//! Memoized portfolio summary with fingerprint and age based staleness.

use crate::portfolio::transaction::LogFingerprint;
use crate::portfolio::valuation::ValuationResult;
use anyhow::{Context, Result};
use chrono::{DateTime, Duration, Utc};
use serde::Serialize;
use std::future::Future;
use std::path::PathBuf;
use std::sync::{Arc, Mutex};
use tokio::task::JoinHandle;
use tracing::{debug, warn};

#[derive(Debug, Clone, Serialize)]
pub struct PortfolioSummary {
    pub metrics: ValuationResult,
    /// Fingerprint of the transaction log this summary was computed from.
    pub fingerprint: LogFingerprint,
    pub computed_at: DateTime<Utc>,
}

impl PortfolioSummary {
    fn is_fresh(&self, current: &LogFingerprint, max_age: Duration) -> bool {
        self.fingerprint == *current && Utc::now() - self.computed_at < max_age
    }
}

/// Caches the latest valuation so reads do not recompute aggregates. The
/// cache starts empty, turns fresh after a successful compute and goes
/// stale on fingerprint drift, age, or explicit invalidation. At most one
/// recomputation runs at a time; concurrent stale readers share its result.
pub struct SummaryCache {
    current: Mutex<Option<PortfolioSummary>>,
    flight: tokio::sync::Mutex<()>,
    max_age: Duration,
    persist_path: Option<PathBuf>,
}

impl SummaryCache {
    pub fn new(max_age: Duration, persist_path: Option<PathBuf>) -> Self {
        SummaryCache {
            current: Mutex::new(None),
            flight: tokio::sync::Mutex::new(()),
            max_age,
            persist_path,
        }
    }

    fn peek_fresh(&self, fingerprint: &LogFingerprint) -> Option<PortfolioSummary> {
        self.current
            .lock()
            .unwrap()
            .as_ref()
            .filter(|s| s.is_fresh(fingerprint, self.max_age))
            .cloned()
    }

    /// Returns the cached summary when fresh for `fingerprint`, otherwise
    /// recomputes under a single-flight guard. A caller that queued behind
    /// an in-flight recomputation adopts its result instead of starting a
    /// second one. When the compute fails and a prior summary exists, the
    /// stale prior is served; with no prior the error propagates.
    pub async fn get<F, Fut>(
        &self,
        compute: F,
        force_fresh: bool,
        fingerprint: LogFingerprint,
    ) -> Result<PortfolioSummary>
    where
        F: FnOnce() -> Fut,
        Fut: Future<Output = Result<ValuationResult>>,
    {
        if !force_fresh {
            if let Some(summary) = self.peek_fresh(&fingerprint) {
                debug!("Summary cache hit");
                return Ok(summary);
            }
        }

        let _flight = self.flight.lock().await;
        // A recomputation we queued behind may have already satisfied us.
        if !force_fresh {
            if let Some(summary) = self.peek_fresh(&fingerprint) {
                debug!("Adopted summary from in-flight recomputation");
                return Ok(summary);
            }
        }

        match compute().await {
            Ok(metrics) => {
                let summary = PortfolioSummary {
                    metrics,
                    fingerprint,
                    computed_at: Utc::now(),
                };
                *self.current.lock().unwrap() = Some(summary.clone());
                self.persist(&summary);
                Ok(summary)
            }
            Err(e) => {
                let prior = self.current.lock().unwrap().clone();
                match prior {
                    Some(stale) => {
                        warn!(error = %e, "Summary recomputation failed, serving stale summary");
                        Ok(stale)
                    }
                    None => Err(e).context("Summary recomputation failed with no prior summary"),
                }
            }
        }
    }

    /// Drops the cached summary; the next read recomputes. The transaction
    /// store collaborator calls this after every write.
    pub fn invalidate(&self) {
        debug!("Summary cache invalidated");
        *self.current.lock().unwrap() = None;
    }

    fn persist(&self, summary: &PortfolioSummary) {
        let Some(path) = &self.persist_path else {
            return;
        };
        let result: Result<()> = (|| {
            if let Some(parent) = path.parent() {
                std::fs::create_dir_all(parent)?;
            }
            std::fs::write(path, serde_json::to_string_pretty(summary)?)?;
            Ok(())
        })();
        if let Err(e) = result {
            warn!(path = %path.display(), error = %e, "Failed to persist summary");
        }
    }

    /// Periodically refreshes through the same single-flight `get` path so
    /// interactive reads rarely observe a cold cache.
    pub fn spawn_background_refresh<C, CFut, P, PFut>(
        self: Arc<Self>,
        compute: C,
        fingerprint: P,
        interval: std::time::Duration,
    ) -> JoinHandle<()>
    where
        C: Fn() -> CFut + Send + Sync + 'static,
        CFut: Future<Output = Result<ValuationResult>> + Send,
        P: Fn() -> PFut + Send + Sync + 'static,
        PFut: Future<Output = Result<LogFingerprint>> + Send,
    {
        let cache = self;
        tokio::spawn(async move {
            let mut ticker = tokio::time::interval(interval);
            ticker.set_missed_tick_behavior(tokio::time::MissedTickBehavior::Delay);
            ticker.tick().await;
            loop {
                ticker.tick().await;
                let current = match fingerprint().await {
                    Ok(fp) => fp,
                    Err(e) => {
                        warn!(error = %e, "Background refresh could not fingerprint the log");
                        continue;
                    }
                };
                if let Err(e) = cache.get(&compute, false, current).await {
                    warn!(error = %e, "Background summary refresh failed");
                }
            }
        })
    }
}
+--
Task prompt
Output the material above in full. Change nothing.

Your solution
//! Memoized portfolio summary with fingerprint and age based staleness.

use crate::portfolio::transaction::LogFingerprint;
use crate::portfolio::valuation::ValuationResult;
use anyhow::{Context, Result};
use chrono::{DateTime, Duration, Utc};
use serde::Serialize;
use std::future::Future;
use std::path::PathBuf;
use std::sync::{Arc, Mutex};
use tokio::task::JoinHandle;
use tracing::{debug, warn};

#[derive(Debug, Clone, Serialize)]
pub struct PortfolioSummary {
    pub metrics: ValuationResult,
    /// Fingerprint of the transaction log this summary was computed from.
    pub fingerprint: LogFingerprint,
    pub computed_at: DateTime<Utc>,
}

impl PortfolioSummary {
    fn is_fresh(&self, current: &LogFingerprint, max_age: Duration) -> bool {
        self.fingerprint == *current && Utc::now() - self.computed_at < max_age
    }
}

/// Caches the latest valuation so reads do not recompute aggregates. The
/// cache starts empty, turns fresh after a successful compute and goes
/// stale on fingerprint drift, age, or explicit invalidation. At most one
/// recomputation runs at a time; concurrent stale readers share its result.
pub struct SummaryCache {
    current: Mutex<Option<PortfolioSummary>>,
    flight: tokio::sync::Mutex<()>,
    max_age: Duration,
    persist_path: Option<PathBuf>,
}

impl SummaryCache {
    pub fn new(max_age: Duration, persist_path: Option<PathBuf>) -> Self {
        SummaryCache {
            current: Mutex::new(None),
            flight: tokio::sync::Mutex::new(()),
            max_age,
            persist_path,
        }
    }

    fn peek_fresh(&self, fingerprint: &LogFingerprint) -> Option<PortfolioSummary> {
        self.current
            .lock()
            .unwrap()
            .as_ref()
            .filter(|s| s.is_fresh(fingerprint, self.max_age))
            .cloned()
    }

    /// Returns the cached summary when fresh for `fingerprint`, otherwise
    /// recomputes under a single-flight guard. A caller that queued behind
    /// an in-flight recomputation adopts its result instead of starting a
    /// second one. When the compute fails and a prior summary exists, the
    /// stale prior is served; with no prior the error propagates.
    pub async fn get<F, Fut>(
        &self,
        compute: F,
        force_fresh: bool,
        fingerprint: LogFingerprint,
    ) -> Result<PortfolioSummary>
    where
        F: FnOnce() -> Fut,
        Fut: Future<Output = Result<ValuationResult>>,
    {
        if !force_fresh {
            if let Some(summary) = self.peek_fresh(&fingerprint) {
                debug!("Summary cache hit");
                return Ok(summary);
            }
        }

        let _flight = self.flight.lock().await;
        // A recomputation we queued behind may have already satisfied us.
        if !force_fresh {
            if let Some(summary) = self.peek_fresh(&fingerprint) {
                debug!("Adopted summary from in-flight recomputation");
                return Ok(summary);
            }
        }

        match compute().await {
            Ok(metrics) => {
                let summary = PortfolioSummary {
                    metrics,
                    fingerprint,
                    computed_at: Utc::now(),
                };
                *self.current.lock().unwrap() = Some(summary.clone());
                self.persist(&summary);
                Ok(summary)
            }
            Err(e) => {
                let prior = self.current.lock().unwrap().clone();
                match prior {
                    Some(stale) => {
                        warn!(error = %e, "Summary recomputation failed, serving stale summary");
                        Ok(stale)
                    }
                    None => Err(e).context("Summary recomputation failed with no prior summary"),
                }
            }
        }
    }

    /// Drops the cached summary; the next read recomputes. The transaction
    /// store collaborator calls this after every write.
    pub fn invalidate(&self) {
        debug!("Summary cache invalidated");
        *self.current.lock().unwrap() = None;
    }

    fn persist(&self, summary: &PortfolioSummary) {
        let Some(path) = &self.persist_path else {
            return;
        };
        let result: Result<()> = (|| {
            if let Some(parent) = path.parent() {
                std::fs::create_dir_all(parent)?;
            }
            std::fs::write(path, serde_json::to_string_pretty(summary)?)?;
            Ok(())
        })();
        if let Err(e) = result {
            warn!(path = %path.display(), error = %e, "Failed to persist summary");
        }
    }

    /// Periodically refreshes through the same single-flight `get` path so
    /// interactive reads rarely observe a cold cache.
    pub fn spawn_background_refresh<C, CFut, P, PFut>(
        self: Arc<Self>,
        compute: C,
        fingerprint: P,
        interval: std::time::Duration,
    ) -> JoinHandle<()>
    where
        C: Fn() -> CFut + Send + Sync + 'static,
        CFut: Future<Output = Result<ValuationResult>> + Send,
        P: Fn() -> PFut + Send + Sync + 'static,
        PFut: Future<Output = Result<LogFingerprint>> + Send,
    {
        let cache = self;
        tokio::spawn(async move {
            let mut ticker = tokio::time::interval(interval);
            ticker.set_missed_tick_behavior(tokio::time::MissedTickBehavior::Delay);
            ticker.tick().await;
            loop {
                ticker.tick().await;
                let current = match fingerprint().await {
                    Ok(fp) => fp,
                    Err(e) => {
                        warn!(error = %e, "Background refresh could not fingerprint the log");
                        continue;
                    }
                };
                if let Err(e) = cache.get(&compute, false, current).await {
                    warn!(error = %e, "Background summary refresh failed");
                }
            }
        })
    }
}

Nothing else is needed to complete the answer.